Every element of the form $x^n - \beta$ is a norm? Let $F$ be a local $p$-adic field containing the $n$th roots of unity.  The notes I'm reading claim that every element of the form $x^n - \beta$, for $x, \beta \in F$, is a norm from $F(\sqrt[n]{\beta})$.  Why is this?
I know that $$x^n - \beta = \prod\limits_{i=0}^{n-1}(x - \zeta_n^i \sqrt[n]{\beta})$$ so the norm of $x - \sqrt[n]{\beta}$ should be some subproduct of the right hand side.

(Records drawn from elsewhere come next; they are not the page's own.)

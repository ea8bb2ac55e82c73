#![allow(dead_code)]

use std::collections::{BTreeMap, BTreeSet, HashMap, VecDeque};
use std::sync::{Arc, Mutex};
use std::time::Duration;

use async_trait::async_trait;
use relayhub_core::{LogSink, RelayLogEntry};
use relayhub_provider_core::{
    Channel, ChannelId, ChannelKind, ChannelStatus, RelayError, StreamEnd, StreamFraming,
    UpstreamPayload, UpstreamProvider, UpstreamRequest, stream_channel,
};
use serde_json::Value;
use tokio::sync::oneshot;

pub fn channel(id: ChannelId, kind: ChannelKind, weight: u32) -> Channel {
    Channel {
        id,
        name: format!("ch{id}"),
        kind,
        status: ChannelStatus::Enabled,
        groups: BTreeSet::from(["default".to_string()]),
        models: BTreeMap::from([("gpt-4o".to_string(), String::new())]),
        weight,
        base_url: "http://upstream.invalid".to_string(),
        api_key: format!("sk-{id}"),
    }
}

/// One scripted upstream answer.
#[derive(Debug, Clone)]
pub enum Reply {
    Fail(RelayError),
    Json(Value),
    Stream(Vec<String>, StreamEnd),
    /// Completed stream with explicit framing and an optional finalizer trailer.
    Framed {
        frames: Vec<String>,
        framing: StreamFraming,
        content_type: Option<String>,
        trailer: Option<String>,
    },
    /// Repeats one frame until the consumer is gone, then reports the
    /// result of the failed send.
    Endless(String, SendReport),
}

pub type SendReport = Arc<Mutex<Option<oneshot::Sender<bool>>>>;

pub fn send_report() -> (SendReport, oneshot::Receiver<bool>) {
    let (tx, rx) = oneshot::channel();
    (Arc::new(Mutex::new(Some(tx))), rx)
}

/// Answers per channel, in order. A channel without a script fails with 500.
#[derive(Debug, Default)]
pub struct ScriptedProvider {
    replies: Mutex<HashMap<ChannelId, VecDeque<Reply>>>,
    calls: Mutex<Vec<(ChannelId, String, Value)>>,
}

impl ScriptedProvider {
    pub fn new() -> Self {
        Self::default()
    }

    pub fn reply(self, channel_id: ChannelId, reply: Reply) -> Self {
        self.replies
            .lock()
            .unwrap()
            .entry(channel_id)
            .or_default()
            .push_back(reply);
        self
    }

    /// Channel ids in call order.
    pub fn called(&self) -> Vec<ChannelId> {
        self.calls.lock().unwrap().iter().map(|(id, _, _)| *id).collect()
    }

    pub fn bodies(&self) -> Vec<Value> {
        self.calls
            .lock()
            .unwrap()
            .iter()
            .map(|(_, _, body)| body.clone())
            .collect()
    }

    /// Trace ids the engine attached to each call.
    pub fn trace_ids(&self) -> Vec<String> {
        self.calls
            .lock()
            .unwrap()
            .iter()
            .map(|(_, trace_id, _)| trace_id.clone())
            .collect()
    }
}

#[async_trait]
impl UpstreamProvider for ScriptedProvider {
    async fn call(&self, request: UpstreamRequest) -> Result<UpstreamPayload, RelayError> {
        self.calls
            .lock()
            .unwrap()
            .push((request.channel.id, request.trace_id.clone(), request.body.clone()));
        let reply = self
            .replies
            .lock()
            .unwrap()
            .get_mut(&request.channel.id)
            .and_then(VecDeque::pop_front);
        match reply {
            None => Err(RelayError::upstream(500, "unscripted channel")),
            Some(Reply::Fail(err)) => Err(err),
            Some(Reply::Json(value)) => Ok(UpstreamPayload::Json(value)),
            Some(Reply::Stream(frames, end)) => {
                let (sender, handle) = stream_channel(4);
                tokio::spawn(async move {
                    for frame in frames {
                        if !sender.send(frame).await {
                            return;
                        }
                    }
                    sender.finish(end);
                });
                Ok(UpstreamPayload::Stream(handle))
            }
            Some(Reply::Framed {
                frames,
                framing,
                content_type,
                trailer,
            }) => {
                let (sender, handle) = stream_channel(4);
                let mut handle = handle.with_framing(framing, content_type);
                if let Some(trailer) = trailer {
                    handle = handle.with_finalizer(Box::new(move || Some(trailer)));
                }
                tokio::spawn(async move {
                    for frame in frames {
                        if !sender.send(frame).await {
                            return;
                        }
                    }
                    sender.finish(StreamEnd::Done);
                });
                Ok(UpstreamPayload::Stream(handle))
            }
            Some(Reply::Endless(frame, report)) => {
                let (sender, handle) = stream_channel(1);
                tokio::spawn(async move {
                    loop {
                        let sent = sender.send(frame.clone()).await;
                        if !sent {
                            if let Some(tx) = report.lock().unwrap().take() {
                                let _ = tx.send(sent);
                            }
                            return;
                        }
                        tokio::time::sleep(Duration::from_millis(5)).await;
                    }
                });
                Ok(UpstreamPayload::Stream(handle))
            }
        }
    }
}

/// Keeps every entry it receives.
#[derive(Debug, Default)]
pub struct MemoryLogSink {
    entries: Mutex<Vec<RelayLogEntry>>,
    notify: tokio::sync::Notify,
}

impl MemoryLogSink {
    pub fn entries(&self) -> Vec<RelayLogEntry> {
        self.entries.lock().unwrap().clone()
    }

    /// Waits until at least `count` entries arrived.
    pub async fn wait_for(&self, count: usize) -> Vec<RelayLogEntry> {
        loop {
            let notified = self.notify.notified();
            let entries = self.entries();
            if entries.len() >= count {
                return entries;
            }
            tokio::time::timeout(std::time::Duration::from_secs(5), notified)
                .await
                .expect("log entry within 5s");
        }
    }
}

#[async_trait]
impl LogSink for MemoryLogSink {
    async fn record(&self, entry: RelayLogEntry) {
        self.entries.lock().unwrap().push(entry);
        self.notify.notify_waiters();
    }
}

pub fn shared<T>(value: T) -> Arc<T> {
    Arc::new(value)
}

 A: Since $F$ contains all the $n$th roots of unity, the extension $F(\sqrt[n]{\beta})/F$ is Galois. Any automorphism $\sigma\in\mathrm{Gal}(F(\sqrt[n]{\beta})/F)$ is uniqely determined by its action on $\sqrt[n]{\beta}$. Fix some root $\alpha=\sqrt[n]{\beta}$. Every automorphism $\sigma$ maps it to an element of the form $\zeta^i_n\alpha$, so the map $\sigma\mapsto\frac{\sigma(\alpha)}{\alpha}$ embeds $\mathrm{Gal}(F(\sqrt[n]{\beta})/F)$ into the group of $n$th roots of unity $\mu_n$. Hence, $\mathrm{Gal}(F(\alpha)/F)$ is isomoprhic to some subgroup $\mu_d\subset\mu_n$. Fix some representatives of cosets $\mu_n/\mu_d$: $\xi_1,\dots,\xi_{n/d}$. I claim that the element $\prod\limits_{i=1}^{n/d}(x-\xi_i\alpha)$ has the norm equal to $x^n-\beta$. Indeed, the norm of every multiplier $(x-\xi_i\alpha)$ is equal to $$\prod\limits_{\sigma\in\mathrm{Gal}(F(\alpha)/F)}\sigma(x-\xi_i\alpha)=\prod\limits_{\zeta\in\xi_i \mu_d}(x-\zeta\alpha)$$ so $N_{F(\alpha)/F}\prod\limits_{i=1}^{n/d}(x-\xi_i\alpha)=\prod\limits_{\zeta\in\mu_n}(x-\zeta\alpha)=x^n-\beta$